Your task is to write out the complete listing exactly as it is shown.

----------

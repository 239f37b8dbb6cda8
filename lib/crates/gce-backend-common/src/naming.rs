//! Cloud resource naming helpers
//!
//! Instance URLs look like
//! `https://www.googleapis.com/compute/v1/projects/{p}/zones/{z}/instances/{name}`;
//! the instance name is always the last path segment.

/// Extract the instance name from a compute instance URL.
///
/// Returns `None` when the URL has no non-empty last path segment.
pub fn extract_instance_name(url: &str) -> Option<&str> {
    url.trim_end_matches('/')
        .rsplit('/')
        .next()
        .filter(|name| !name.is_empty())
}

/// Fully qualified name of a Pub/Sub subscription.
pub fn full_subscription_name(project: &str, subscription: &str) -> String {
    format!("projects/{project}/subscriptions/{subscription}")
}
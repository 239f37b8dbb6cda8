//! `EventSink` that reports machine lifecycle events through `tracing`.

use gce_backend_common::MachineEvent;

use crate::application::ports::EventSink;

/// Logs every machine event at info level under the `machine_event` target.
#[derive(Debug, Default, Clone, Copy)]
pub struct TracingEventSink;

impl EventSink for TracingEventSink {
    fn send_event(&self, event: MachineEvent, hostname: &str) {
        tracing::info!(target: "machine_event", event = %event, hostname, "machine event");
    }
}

----------

• Solution for this problem:
repository 239f37b8dbb6cda8
filename lib/crates/gce-backend-common/src/naming.rs
//! Cloud resource naming helpers
//!
//! Instance URLs look like
//! `https://www.googleapis.com/compute/v1/projects/{p}/zones/{z}/instances/{name}`;
//! the instance name is always the last path segment.

/// Extract the instance name from a compute instance URL.
///
/// Returns `None` when the URL has no non-empty last path segment.
pub fn extract_instance_name(url: &str) -> Option<&str> {
    url.trim_end_matches('/')
        .rsplit('/')
        .next()
        .filter(|name| !name.is_empty())
}

/// Fully qualified name of a Pub/Sub subscription.
pub fn full_subscription_name(project: &str, subscription: &str) -> String {
    format!("projects/{project}/subscriptions/{subscription}")
}
repository 239f37b8dbb6cda8
//! `EventSink` that reports machine lifecycle events through `tracing`.

use gce_backend_common::MachineEvent;

use crate::application::ports::EventSink;

/// Logs every machine event at info level under the `machine_event` target.
#[derive(Debug, Default, Clone, Copy)]
pub struct TracingEventSink;

impl EventSink for TracingEventSink {
    fn send_event(&self, event: MachineEvent, hostname: &str) {
        tracing::info!(target: "machine_event", event = %event, hostname, "machine event");
    }
}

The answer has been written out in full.